[Opening Material shown section]

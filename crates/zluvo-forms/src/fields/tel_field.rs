use crate::field::{Field, FieldResult, FieldValue, messages};
use crate::fields::{FieldStrategy, TextStrategy};
use crate::validators::TelephoneValidator;

/// Text rules followed by a `###-###-####` format check
#[derive(Debug, Clone, Copy, Default)]
pub struct TelStrategy;

impl FieldStrategy for TelStrategy {
	fn cast(&self, raw: Option<&str>) -> Option<FieldValue> {
		TextStrategy.cast(raw)
	}

	fn validate(&self, field: &Field, raw: Option<&str>) -> FieldResult<Option<FieldValue>> {
		let value = TextStrategy.validate(field, raw)?;
		if let Some(FieldValue::Text(number)) = &value
			&& !number.is_empty()
		{
			TelephoneValidator::new()
				.with_message(field.message(messages::TELEPHONE))
				.validate(number)?;
		}
		Ok(value)
	}
}
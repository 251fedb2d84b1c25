//! Failure reporters
//!
//! A reporter receives every [`FailureRecord`] the [`FailureLogger`](crate::FailureLogger)
//! produces. [`TracingReporter`] is the console channel, [`HttpReporter`]
//! forwards to the collector and [`MemoryReporter`] keeps records for tests.

use crate::record::FailureRecord;
use crate::{ReportError, ReportResult};
use std::sync::{Arc, Mutex};
use zluvo_conf::{ExposeSecret, SecretString, Settings};

/// Destination for failure records
#[async_trait::async_trait]
pub trait FailureReporter: Send + Sync {
	async fn report(&self, record: &FailureRecord) -> ReportResult<()>;

	/// Short name used when a reporter fails
	fn name(&self) -> &str;
}

/// Emits each record as a structured `tracing` warning
#[derive(Debug, Clone, Copy, Default)]
pub struct TracingReporter;

#[async_trait::async_trait]
impl FailureReporter for TracingReporter {
	async fn report(&self, record: &FailureRecord) -> ReportResult<()> {
		tracing::warn!(
			target: "zluvo::failures",
			time = %record.time.to_rfc3339(),
			project = %record.project.name,
			version = %record.project.version,
			form = %record.form,
			errors = ?record.errors,
			"form submission rejected"
		);
		Ok(())
	}

	fn name(&self) -> &str {
		"tracing"
	}
}

/// Posts each record as JSON to the collector endpoint with a bearer token
pub struct HttpReporter {
	client: reqwest::Client,
	endpoint: reqwest::Url,
	token: SecretString,
}

impl HttpReporter {
	pub fn new(endpoint: reqwest::Url, token: impl Into<String>) -> Self {
		Self {
			client: reqwest::Client::new(),
			endpoint,
			token: SecretString::from(token.into()),
		}
	}

	/// Build a reporter when an access token is configured, `None` otherwise
	///
	/// # Examples
	///
	/// ```
	/// use zluvo_conf::Settings;
	/// use zluvo_logging::HttpReporter;
	///
	/// assert!(HttpReporter::from_settings(&Settings::default()).is_none());
	///
	/// let settings = Settings::default().with_access_token("collector-token");
	/// assert!(HttpReporter::from_settings(&settings).is_some());
	/// ```
	pub fn from_settings(settings: &Settings) -> Option<Self> {
		let token = settings.access_token()?;
		Some(Self::new(
			settings.collector_url().clone(),
			token.expose_secret(),
		))
	}

	pub fn endpoint(&self) -> &reqwest::Url {
		&self.endpoint
	}
}

#[async_trait::async_trait]
impl FailureReporter for HttpReporter {
	async fn report(&self, record: &FailureRecord) -> ReportResult<()> {
		let response = self
			.client
			.post(self.endpoint.clone())
			.bearer_auth(self.token.expose_secret())
			.json(record)
			.send()
			.await?;

		let status = response.status();
		if !status.is_success() {
			return Err(ReportError::Rejected(status.as_u16()));
		}
		Ok(())
	}

	fn name(&self) -> &str {
		"http"
	}
}

impl std::fmt::Debug for HttpReporter {
	fn fmt(&self, f: &mut std::fmt::Formatter<'_>) -> std::fmt::Result {
		f.debug_struct("HttpReporter")
			.field("endpoint", &self.endpoint.as_str())
			.field("token", &"[REDACTED]")
			.finish()
	}
}

/// Keeps records in memory
#[derive(Clone, Default)]
pub struct MemoryReporter {
	records: Arc<Mutex<Vec<FailureRecord>>>,
}

impl MemoryReporter {
	pub fn new() -> Self {
		Self::default()
	}

	pub fn get_records(&self) -> Vec<FailureRecord> {
		self.records
			.lock()
			.unwrap_or_else(|e| e.into_inner())
			.clone()
	}

	pub fn clear(&self) {
		self.records
			.lock()
			.unwrap_or_else(|e| e.into_inner())
			.clear();
	}
}

#[async_trait::async_trait]
impl FailureReporter for MemoryReporter {
	async fn report(&self, record: &FailureRecord) -> ReportResult<()> {
		self.records
			.lock()
			.unwrap_or_else(|e| e.into_inner())
			.push(record.clone());
		Ok(())
	}

	fn name(&self) -> &str {
		"memory"
	}
}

[Closing Material shown section]

- _Your assignment_: Transcribe the material exactly, so that no line is lost or altered.

- _Written response_:
filename crates/zluvo-forms/src/fields/tel_field.rs
use crate::field::{Field, FieldResult, FieldValue, messages};
use crate::fields::{FieldStrategy, TextStrategy};
use crate::validators::TelephoneValidator;

/// Text rules followed by a `###-###-####` format check
#[derive(Debug, Clone, Copy, Default)]
pub struct TelStrategy;

impl FieldStrategy for TelStrategy {
	fn cast(&self, raw: Option<&str>) -> Option<FieldValue> {
		TextStrategy.cast(raw)
	}

	fn validate(&self, field: &Field, raw: Option<&str>) -> FieldResult<Option<FieldValue>> {
		let value = TextStrategy.validate(field, raw)?;
		if let Some(FieldValue::Text(number)) = &value
			&& !number.is_empty()
		{
			TelephoneValidator::new()
				.with_message(field.message(messages::TELEPHONE))
				.validate(number)?;
		}
		Ok(value)
	}
}
repository 251fedb2d84b1c25
//! Failure reporters
//!
//! A reporter receives every [`FailureRecord`] the [`FailureLogger`](crate::FailureLogger)
//! produces. [`TracingReporter`] is the console channel, [`HttpReporter`]
//! forwards to the collector and [`MemoryReporter`] keeps records for tests.

use crate::record::FailureRecord;
use crate::{ReportError, ReportResult};
use std::sync::{Arc, Mutex};
use zluvo_conf::{ExposeSecret, SecretString, Settings};

/// Destination for failure records
#[async_trait::async_trait]
pub trait FailureReporter: Send + Sync {
	async fn report(&self, record: &FailureRecord) -> ReportResult<()>;

	/// Short name used when a reporter fails
	fn name(&self) -> &str;
}

/// Emits each record as a structured `tracing` warning
#[derive(Debug, Clone, Copy, Default)]
pub struct TracingReporter;

#[async_trait::async_trait]
impl FailureReporter for TracingReporter {
	async fn report(&self, record: &FailureRecord) -> ReportResult<()> {
		tracing::warn!(
			target: "zluvo::failures",
			time = %record.time.to_rfc3339(),
			project = %record.project.name,
			version = %record.project.version,
			form = %record.form,
			errors = ?record.errors,
			"form submission rejected"
		);
		Ok(())
	}

	fn name(&self) -> &str {
		"tracing"
	}
}

/// Posts each record as JSON to the collector endpoint with a bearer token
pub struct HttpReporter {
	client: reqwest::Client,
	endpoint: reqwest::Url,
	token: SecretString,
}

impl HttpReporter {
	pub fn new(endpoint: reqwest::Url, token: impl Into<String>) -> Self {
		Self {
			client: reqwest::Client::new(),
			endpoint,
			token: SecretString::from(token.into()),
		}
	}

	/// Build a reporter when an access token is configured, `None` otherwise
	///
	/// # Examples
	///
	/// ```
	/// use zluvo_conf::Settings;
	/// use zluvo_logging::HttpReporter;
	///
	/// assert!(HttpReporter::from_settings(&Settings::default()).is_none());
	///
	/// let settings = Settings::default().with_access_token("collector-token");
	/// assert!(HttpReporter::from_settings(&settings).is_some());
	/// ```
	pub fn from_settings(settings: &Settings) -> Option<Self> {
		let token = settings.access_token()?;
		Some(Self::new(
			settings.collector_url().clone(),
			token.expose_secret(),
		))
	}

	pub fn endpoint(&self) -> &reqwest::Url {
		&self.endpoint
	}
}

#[async_trait::async_trait]
impl FailureReporter for HttpReporter {
	async fn report(&self, record: &FailureRecord) -> ReportResult<()> {
		let response = self
			.client
			.post(self.endpoint.clone())
			.bearer_auth(self.token.expose_secret())
			.json(record)
			.send()
			.await?;

		let status = response.status();
		if !status.is_success() {
			return Err(ReportError::Rejected(status.as_u16()));
		}
		Ok(())
	}

	fn name(&self) -> &str {
		"http"
	}
}

impl std::fmt::Debug for HttpReporter {
	fn fmt(&self, f: &mut std::fmt::Formatter<'_>) -> std::fmt::Result {
		f.debug_struct("HttpReporter")
			.field("endpoint", &self.endpoint.as_str())
			.field("token", &"[REDACTED]")
			.finish()
	}
}

/// Keeps records in memory
#[derive(Clone, Default)]
pub struct MemoryReporter {
	records: Arc<Mutex<Vec<FailureRecord>>>,
}

impl MemoryReporter {
	pub fn new() -> Self {
		Self::default()
	}

	pub fn get_records(&self) -> Vec<FailureRecord> {
		self.records
			.lock()
			.unwrap_or_else(|e| e.into_inner())
			.clone()
	}

	pub fn clear(&self) {
		self.records
			.lock()
			.unwrap_or_else(|e| e.into_inner())
			.clear();
	}
}

#[async_trait::async_trait]
impl FailureReporter for MemoryReporter {
	async fn report(&self, record: &FailureRecord) -> ReportResult<()> {
		self.records
			.lock()
			.unwrap_or_else(|e| e.into_inner())
			.push(record.clone());
		Ok(())
	}

	fn name(&self) -> &str {
		"memory"
	}
}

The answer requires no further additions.